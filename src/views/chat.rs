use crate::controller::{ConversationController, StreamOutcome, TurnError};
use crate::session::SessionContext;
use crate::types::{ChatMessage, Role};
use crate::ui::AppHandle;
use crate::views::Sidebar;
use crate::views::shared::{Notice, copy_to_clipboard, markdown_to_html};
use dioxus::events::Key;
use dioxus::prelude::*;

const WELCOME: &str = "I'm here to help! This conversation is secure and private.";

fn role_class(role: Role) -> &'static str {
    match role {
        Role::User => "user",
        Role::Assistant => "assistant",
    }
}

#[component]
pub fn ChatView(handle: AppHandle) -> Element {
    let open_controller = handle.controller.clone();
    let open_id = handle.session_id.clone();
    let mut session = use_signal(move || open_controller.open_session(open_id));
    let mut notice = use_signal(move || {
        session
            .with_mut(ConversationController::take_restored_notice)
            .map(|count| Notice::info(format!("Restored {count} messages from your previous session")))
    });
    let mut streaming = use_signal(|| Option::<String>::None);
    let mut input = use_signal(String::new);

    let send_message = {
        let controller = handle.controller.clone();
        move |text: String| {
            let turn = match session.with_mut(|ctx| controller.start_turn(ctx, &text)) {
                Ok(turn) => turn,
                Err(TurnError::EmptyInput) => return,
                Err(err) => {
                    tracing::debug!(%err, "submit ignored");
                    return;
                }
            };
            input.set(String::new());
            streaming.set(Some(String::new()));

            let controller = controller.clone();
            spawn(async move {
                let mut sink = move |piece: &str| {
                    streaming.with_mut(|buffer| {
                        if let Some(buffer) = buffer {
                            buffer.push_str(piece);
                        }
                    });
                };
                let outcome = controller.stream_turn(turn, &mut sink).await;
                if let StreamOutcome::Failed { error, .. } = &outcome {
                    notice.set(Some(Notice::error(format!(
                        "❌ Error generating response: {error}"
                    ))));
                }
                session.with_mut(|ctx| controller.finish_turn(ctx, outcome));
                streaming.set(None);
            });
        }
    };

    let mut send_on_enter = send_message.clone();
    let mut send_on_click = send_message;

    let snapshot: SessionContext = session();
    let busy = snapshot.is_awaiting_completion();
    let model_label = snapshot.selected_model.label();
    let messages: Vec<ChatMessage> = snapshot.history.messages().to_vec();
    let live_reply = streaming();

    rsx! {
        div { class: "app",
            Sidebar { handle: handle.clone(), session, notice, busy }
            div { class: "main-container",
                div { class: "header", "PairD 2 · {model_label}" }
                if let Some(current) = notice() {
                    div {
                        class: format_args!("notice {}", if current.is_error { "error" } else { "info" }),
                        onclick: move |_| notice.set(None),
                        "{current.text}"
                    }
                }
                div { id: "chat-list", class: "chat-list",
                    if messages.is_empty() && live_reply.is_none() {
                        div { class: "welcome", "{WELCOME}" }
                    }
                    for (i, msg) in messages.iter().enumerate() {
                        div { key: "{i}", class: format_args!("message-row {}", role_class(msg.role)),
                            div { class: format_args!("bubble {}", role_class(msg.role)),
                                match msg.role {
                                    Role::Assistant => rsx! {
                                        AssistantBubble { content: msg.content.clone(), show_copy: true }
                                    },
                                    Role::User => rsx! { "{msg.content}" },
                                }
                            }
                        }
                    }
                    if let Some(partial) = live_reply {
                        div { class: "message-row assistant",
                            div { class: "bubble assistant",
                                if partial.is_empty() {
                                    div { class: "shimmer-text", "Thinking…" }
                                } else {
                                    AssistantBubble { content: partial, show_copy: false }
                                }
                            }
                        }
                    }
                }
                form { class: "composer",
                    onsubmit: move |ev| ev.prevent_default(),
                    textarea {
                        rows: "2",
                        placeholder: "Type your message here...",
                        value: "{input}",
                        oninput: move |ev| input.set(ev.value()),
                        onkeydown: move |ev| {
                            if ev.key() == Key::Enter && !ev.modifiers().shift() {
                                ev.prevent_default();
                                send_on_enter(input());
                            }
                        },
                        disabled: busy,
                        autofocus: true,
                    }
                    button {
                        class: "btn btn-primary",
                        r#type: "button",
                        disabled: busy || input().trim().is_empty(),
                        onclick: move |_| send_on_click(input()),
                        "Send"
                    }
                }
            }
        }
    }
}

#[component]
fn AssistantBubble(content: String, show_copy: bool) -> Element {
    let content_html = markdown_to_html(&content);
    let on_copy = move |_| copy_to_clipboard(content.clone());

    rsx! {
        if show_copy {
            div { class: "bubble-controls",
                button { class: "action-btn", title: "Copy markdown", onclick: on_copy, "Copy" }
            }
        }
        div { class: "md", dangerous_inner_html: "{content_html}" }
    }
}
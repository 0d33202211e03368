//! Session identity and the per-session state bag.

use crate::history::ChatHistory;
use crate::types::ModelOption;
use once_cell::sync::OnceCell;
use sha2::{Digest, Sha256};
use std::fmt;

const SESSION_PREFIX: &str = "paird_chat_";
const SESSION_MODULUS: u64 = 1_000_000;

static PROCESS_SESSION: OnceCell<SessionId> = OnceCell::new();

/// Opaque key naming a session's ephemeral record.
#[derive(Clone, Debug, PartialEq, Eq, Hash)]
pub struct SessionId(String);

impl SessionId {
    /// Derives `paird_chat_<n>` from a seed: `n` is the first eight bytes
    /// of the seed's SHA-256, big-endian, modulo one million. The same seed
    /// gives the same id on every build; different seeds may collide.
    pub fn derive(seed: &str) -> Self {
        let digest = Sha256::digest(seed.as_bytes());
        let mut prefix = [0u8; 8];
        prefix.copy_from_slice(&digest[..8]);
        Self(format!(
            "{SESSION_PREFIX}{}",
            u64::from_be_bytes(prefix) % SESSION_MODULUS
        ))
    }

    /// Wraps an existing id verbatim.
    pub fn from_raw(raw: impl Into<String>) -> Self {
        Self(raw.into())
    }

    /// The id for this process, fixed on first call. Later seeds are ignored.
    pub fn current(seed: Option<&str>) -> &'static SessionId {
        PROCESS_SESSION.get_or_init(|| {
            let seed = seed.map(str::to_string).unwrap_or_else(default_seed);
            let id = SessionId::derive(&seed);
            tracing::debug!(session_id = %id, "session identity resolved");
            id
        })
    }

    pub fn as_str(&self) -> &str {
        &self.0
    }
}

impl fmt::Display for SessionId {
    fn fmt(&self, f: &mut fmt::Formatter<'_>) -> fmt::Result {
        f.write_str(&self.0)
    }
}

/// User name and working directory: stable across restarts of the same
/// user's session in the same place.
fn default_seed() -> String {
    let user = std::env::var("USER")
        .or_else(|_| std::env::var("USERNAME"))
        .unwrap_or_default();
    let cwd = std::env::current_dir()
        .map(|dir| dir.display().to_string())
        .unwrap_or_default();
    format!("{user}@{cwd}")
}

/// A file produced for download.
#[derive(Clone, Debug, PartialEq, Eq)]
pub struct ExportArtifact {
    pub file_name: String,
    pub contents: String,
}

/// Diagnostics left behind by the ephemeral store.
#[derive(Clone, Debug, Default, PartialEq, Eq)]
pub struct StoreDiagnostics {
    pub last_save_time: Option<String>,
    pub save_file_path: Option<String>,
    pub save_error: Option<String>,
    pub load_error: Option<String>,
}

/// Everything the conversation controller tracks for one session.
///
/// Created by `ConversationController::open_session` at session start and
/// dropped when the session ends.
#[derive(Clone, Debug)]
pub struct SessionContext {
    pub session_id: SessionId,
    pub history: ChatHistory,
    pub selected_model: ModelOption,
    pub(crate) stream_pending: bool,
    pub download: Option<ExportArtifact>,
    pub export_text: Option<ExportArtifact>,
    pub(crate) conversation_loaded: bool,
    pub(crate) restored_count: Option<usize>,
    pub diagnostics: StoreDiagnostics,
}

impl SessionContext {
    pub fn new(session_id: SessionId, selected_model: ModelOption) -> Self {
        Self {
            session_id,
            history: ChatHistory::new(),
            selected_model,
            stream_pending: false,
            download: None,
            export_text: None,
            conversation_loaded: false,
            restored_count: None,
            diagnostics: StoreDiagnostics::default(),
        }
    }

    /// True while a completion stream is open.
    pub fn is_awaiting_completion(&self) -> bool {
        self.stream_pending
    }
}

= = = = =

Only the lines from the first line of the records through the line with "use dioxus::events::Key;" should be reproduced, exactly and with nothing added.

filename src/views/chat.rs
use crate::controller::{ConversationController, StreamOutcome, TurnError};
use crate::session::SessionContext;
use crate::types::{ChatMessage, Role};
use crate::ui::AppHandle;
use crate::views::Sidebar;
use crate::views::shared::{Notice, copy_to_clipboard, markdown_to_html};
use dioxus::events::Key;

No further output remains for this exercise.